I have not been able to breathe since I arrived here last Wednesday. The sessions have been endless, and learning the Metro has been quite the challenge. I miss my sweet car Regina, but I am loving my internship.

Anyway, D.C. and Tennessee are quite similar, yet very different when it comes to things like: The people aren’t as nice, they both freak when it snows, and the biggest difference is *que creepy music* public transit.

People in D.C. are pretty nice, but there are some who aren’t so nice. It was definitely a culture shock from the Southern hospitality I am used to. When you bump into someone, they just stare, or when you hold the door, you don’t get a, “Thank you.”

I also see why many people here are so mean: There is no sweet tea.

I’m literally having withdrawals. They only seem to carry un-sweet, and you have to add your own sugar, and I’m too lazy for that. Most people here also seem to think Southern accents are just the cutest things. Unknowingly, I have used many of our coined phrases like, “ain’t,” “bless your heart” and my personal favorite, “y’all.” My roommates, who are all from around here or more north, think it is the coolest thing. I don’t think I’ll ever understand.

Since I am working for a company called the Congressional Award, they are able to operate on the federal calendar. I have the pleasure of getting two-hour delays and even days off because of snow and other holidays. Yesterday, I had a delay, and it was glorious. I don’t think I have ever loved having an extra hour of sleep so much. It’s also nice that my co-workers and the other intern that works for the Award are so sweet and relaxed. A fun fact is that my supervisor is actually from East Tennessee. He’s a huge UT Vols fan.

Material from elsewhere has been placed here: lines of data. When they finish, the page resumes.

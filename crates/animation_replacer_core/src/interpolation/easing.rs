//! Easing curves over a normalized alpha.

use super::linear::InterpolateLinear;

pub fn ease_in(a: f32, b: f32, alpha: f32, exp: f32) -> f32 {
    a.interpolate_linear(&b, alpha.powf(exp))
}

pub fn ease_out(a: f32, b: f32, alpha: f32, exp: f32) -> f32 {
    a.interpolate_linear(&b, 1. - (1. - alpha).powf(exp))
}

/// Eases in over the first half of `alpha` and out over the second half.
pub fn ease_in_out(a: f32, b: f32, alpha: f32, exp: f32) -> f32 {
    let modified = if alpha < 0.5 {
        ease_in(0., 1., alpha * 2., exp) * 0.5
    } else {
        ease_out(0., 1., alpha * 2. - 1., exp) * 0.5 + 0.5
    };
    a.interpolate_linear(&b, modified)
}

#[cfg(test)]
mod tests {
    use super::*;

    #[test]
    fn ease_in_out_hits_endpoints_and_midpoint() {
        assert_eq!(ease_in_out(0., 1., 0., 2.), 0.);
        assert_eq!(ease_in_out(0., 1., 0.5, 2.), 0.5);
        assert_eq!(ease_in_out(0., 1., 1., 2.), 1.);
    }

    #[test]
    fn ease_in_out_is_quadratic_near_start() {
        // 0.25 -> ease_in(0.5)^2 * 0.5
        assert!((ease_in_out(0., 1., 0.25, 2.) - 0.125).abs() < 1e-6);
        assert!((ease_in_out(0., 1., 0.75, 2.) - 0.875).abs() < 1e-6);
    }

    #[test]
    fn ease_in_out_is_monotonic() {
        let mut last = 0.;
        for i in 0..=100 {
            let v = ease_in_out(0., 1., i as f32 / 100., 2.);
            assert!(v >= last);
            last = v;
        }
    }
}
use std::sync::{PoisonError, RwLock};

use animation_replacer_core::id::{BehaviorGraphId, ConditionId, SubModId};
use bevy::platform::collections::HashMap;

use crate::random_cache::random_float;

/// Random values shared by every clip of one behavior graph that belongs to the same
/// submod, so that several clips can agree on a single draw.
#[derive(Debug, Default)]
pub struct SharedRandomStore {
    condition_results: RwLock<HashMap<(BehaviorGraphId, ConditionId), f32>>,
    variant_results: RwLock<HashMap<BehaviorGraphId, f32>>,
}

impl SharedRandomStore {
    pub fn get_shared_random(
        &self,
        behavior_graph: BehaviorGraphId,
        component: ConditionId,
        min: f32,
        max: f32,
    ) -> f32 {
        let key = (behavior_graph, component);
        if let Some(value) = self
            .condition_results
            .read()
            .unwrap_or_else(PoisonError::into_inner)
            .get(&key)
        {
            return *value;
        }

        *self
            .condition_results
            .write()
            .unwrap_or_else(PoisonError::into_inner)
            .entry(key)
            .or_insert_with(|| random_float(min, max))
    }

    pub fn get_variant_random(&self, behavior_graph: BehaviorGraphId) -> f32 {
        if let Some(value) = self
            .variant_results
            .read()
            .unwrap_or_else(PoisonError::into_inner)
            .get(&behavior_graph)
        {
            return *value;
        }

        *self
            .variant_results
            .write()
            .unwrap_or_else(PoisonError::into_inner)
            .entry(behavior_graph)
            .or_insert_with(|| random_float(0., 1.))
    }

    /// Forgets every shared result rolled for `behavior_graph`.
    pub fn clear(&self, behavior_graph: BehaviorGraphId) {
        self.condition_results
            .write()
            .unwrap_or_else(PoisonError::into_inner)
            .retain(|(graph, _), _| *graph != behavior_graph);
        self.variant_results
            .write()
            .unwrap_or_else(PoisonError::into_inner)
            .remove(&behavior_graph);
    }
}

/// A configuration group of replacement animations. Replacements and random condition
/// components refer back to their submod by id.
#[derive(Debug, Default)]
pub struct SubMod {
    pub id: SubModId,
    pub name: String,
    pub share_random_results: bool,
    shared_random: SharedRandomStore,
}

impl SubMod {
    pub fn new(name: impl Into<String>) -> Self {
        Self {
            id: SubModId::new_random(),
            name: name.into(),
            ..Default::default()
        }
    }

    pub fn sharing_random_results(mut self, share: bool) -> Self {
        self.share_random_results = share;
        self
    }

    pub fn is_sharing_random_results(&self) -> bool {
        self.share_random_results
    }

    pub fn shared_random(&self) -> &SharedRandomStore {
        &self.shared_random
    }
}

/// Owns every submod, keyed by id.
#[derive(Debug, Default)]
pub struct SubModRegistry {
    submods: HashMap<SubModId, SubMod>,
}

impl SubModRegistry {
    pub fn new() -> Self {
        Self::default()
    }

    pub fn insert(&mut self, submod: SubMod) -> SubModId {
        let id = submod.id;
        self.submods.insert(id, submod);
        id
    }

    pub fn get(&self, id: SubModId) -> Option<&SubMod> {
        self.submods.get(&id)
    }

    /// The submod `id` refers to, if it shares random results.
    pub fn sharing(&self, id: Option<SubModId>) -> Option<&SubMod> {
        id.and_then(|id| self.get(id))
            .filter(|submod| submod.is_sharing_random_results())
    }
}

#[cfg(test)]
mod tests {
    use super::*;

    #[test]
    fn shared_results_are_per_behavior_graph() {
        let store = SharedRandomStore::default();
        let component = ConditionId::new_random();
        let (graph_a, graph_b) = (BehaviorGraphId(1), BehaviorGraphId(2));

        let a = store.get_shared_random(graph_a, component, 0., 1.);
        assert_eq!(store.get_shared_random(graph_a, component, 0., 1.), a);
        let b = store.get_shared_random(graph_b, component, 10., 10.);
        assert_eq!(b, 10.);

        store.clear(graph_b);
        assert_eq!(store.get_shared_random(graph_a, component, 0., 1.), a);
        assert_eq!(store.get_shared_random(graph_b, component, 20., 20.), 20.);
    }

    #[test]
    fn variant_random_is_stable_until_cleared() {
        let store = SharedRandomStore::default();
        let graph = BehaviorGraphId(3);
        let value = store.get_variant_random(graph);
        assert!((0. ..=1.).contains(&value));
        assert_eq!(store.get_variant_random(graph), value);
    }

    #[test]
    fn registry_only_reports_sharing_submods() {
        let mut registry = SubModRegistry::new();
        let sharing = registry.insert(SubMod::new("sharing").sharing_random_results(true));
        let private = registry.insert(SubMod::new("private"));

        assert!(registry.sharing(Some(sharing)).is_some());
        assert!(registry.sharing(Some(private)).is_none());
        assert!(registry.sharing(None).is_none());
    }
}
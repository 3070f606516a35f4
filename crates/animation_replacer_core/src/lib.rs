//! # Animation Replacer Core
//!
//! Engine-side data model shared by the animation replacer: the clip generator nodes the
//! host engine drives, the animations they bind to, poses and their interpolation, the
//! character and animation library the clip generators live in, and the replacer's
//! settings.
//!
//! Nothing in this crate decides *whether* an animation is replaced; that lives in the
//! `animation_replacer` crate. This crate only describes the objects that decision is made
//! about, in a form that can be driven without a live engine loop.

pub mod animation_clip;
pub mod character;
pub mod clip_generator;
pub mod errors;
pub mod id;
pub mod interpolation;
pub mod pose;
pub mod settings;
pub mod trigger;

pub mod prelude {
    pub use crate::animation_clip::{AnimationBinding, AnimationClip, AnimationControl, Keyframes};
    pub use crate::character::{AnimationLibrary, Character, SceneNode, WorldObject};
    pub use crate::clip_generator::{ClipFlags, ClipGenerator, ClipUpdate, PlaybackMode};
    pub use crate::errors::ReplacerError;
    pub use crate::id::{
        BehaviorGraphId, BindingIndex, CharacterId, ClipGeneratorId, ConditionId, ReplacementId,
        SubModId, WorldObjectId,
    };
    pub use crate::interpolation::{easing::ease_in_out, linear::InterpolateLinear};
    pub use crate::pose::{GeneratorOutput, Pose};
    pub use crate::settings::{AnimationLogMode, AnimationLogSettings, ReplacerSettings};
    pub use crate::trigger::{ClipTrigger, ClipTriggerArray};
}
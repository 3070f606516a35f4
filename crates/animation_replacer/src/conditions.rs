use std::{fmt, sync::Arc};

use animation_replacer_core::{
    character::WorldObject,
    clip_generator::ClipGenerator,
    id::{ConditionId, SubModId},
};

use crate::active_clip::ActiveClip;

/// Everything a condition may look at.
#[derive(Clone, Copy)]
pub struct ConditionContext<'a> {
    /// Object the animation graph belongs to, if it could be resolved.
    pub refr: Option<&'a WorldObject>,
    pub clip_generator: &'a ClipGenerator,
    pub active_clip: &'a ActiveClip,
}

/// A predicate over a playing clip. Evaluated on the animation update path, possibly on
/// several threads at once.
pub trait Condition: fmt::Debug + Send + Sync {
    fn evaluate(&self, ctx: &ConditionContext) -> bool;
}

/// All-of a list of conditions. An empty set is always true.
#[derive(Clone, Debug, Default)]
pub struct ConditionSet {
    conditions: Vec<Arc<dyn Condition>>,
}

impl ConditionSet {
    pub fn new() -> Self {
        Self::default()
    }

    pub fn with(mut self, condition: impl Condition + 'static) -> Self {
        self.conditions.push(Arc::new(condition));
        self
    }

    pub fn push(&mut self, condition: Arc<dyn Condition>) {
        self.conditions.push(condition);
    }

    pub fn len(&self) -> usize {
        self.conditions.len()
    }

    pub fn is_empty(&self) -> bool {
        self.conditions.is_empty()
    }

    pub fn evaluate(&self, ctx: &ConditionContext) -> bool {
        self.conditions.iter().all(|condition| condition.evaluate(ctx))
    }
}

#[derive(Clone, Copy, Debug, PartialEq, Eq)]
pub struct ConstCondition(pub bool);

impl Condition for ConstCondition {
    fn evaluate(&self, _: &ConditionContext) -> bool {
        self.0
    }
}

/// Identity and range of a random-valued condition input. The rolled value is remembered
/// per active clip, or per behavior graph when `submod` shares random results.
#[derive(Clone, Copy, Debug, PartialEq)]
pub struct RandomComponent {
    pub id: ConditionId,
    pub min: f32,
    pub max: f32,
    pub submod: Option<SubModId>,
}

impl RandomComponent {
    pub fn new(min: f32, max: f32) -> Self {
        Self {
            id: ConditionId::new_random(),
            min,
            max,
            submod: None,
        }
    }

    pub fn in_submod(mut self, submod: SubModId) -> Self {
        self.submod = Some(submod);
        self
    }
}

/// True when the clip's roll for `component` is below `threshold`.
#[derive(Clone, Copy, Debug, PartialEq)]
pub struct RandomCondition {
    pub component: RandomComponent,
    pub threshold: f32,
}

impl RandomCondition {
    /// A condition that passes roughly `chance` of the time, `chance` being in `[0, 1]`.
    pub fn chance(chance: f32) -> Self {
        Self {
            component: RandomComponent::new(0., 1.),
            threshold: chance,
        }
    }
}

impl Condition for RandomCondition {
    fn evaluate(&self, ctx: &ConditionContext) -> bool {
        ctx.active_clip.get_random_float(&self.component) < self.threshold
    }
}

type ConditionFn = dyn Fn(&ConditionContext) -> bool + Send + Sync;

/// A condition backed by a closure.
#[derive(Clone)]
pub struct FnCondition {
    name: String,
    predicate: Arc<ConditionFn>,
}

impl FnCondition {
    pub fn new(
        name: impl Into<String>,
        predicate: impl Fn(&ConditionContext) -> bool + Send + Sync + 'static,
    ) -> Self {
        Self {
            name: name.into(),
            predicate: Arc::new(predicate),
        }
    }
}

impl fmt::Debug for FnCondition {
    fn fmt(&self, f: &mut fmt::Formatter<'_>) -> fmt::Result {
        f.debug_tuple("FnCondition").field(&self.name).finish()
    }
}

impl Condition for FnCondition {
    fn evaluate(&self, ctx: &ConditionContext) -> bool {
        (self.predicate)(ctx)
    }
}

So, when I tell you I am not a fan of the metro, I’m telling the truth. I do not like having to pay to get on and off the subway, and I also don’t like the creepy men who stare at me while I’m on board. Plus, I am directionally impaired. I got lost and ended up at the Washington monument somehow and ate at this great breakfast place called Lincoln’s Waffle House, which was conveniently located across the street from the Ford Theater where Lincoln was shot. So it wasn’t all bad getting lost; I got some grits out of the bargain, so that’s good.

Overall, this experience has been great. Just trying to adjust has been the hardest thing. I miss my friends in Tennessee and the comfort of my car, but I know this is just the beginning. Who knows? Maybe I might actually grow to like the city and move here. That’s a long way off, though.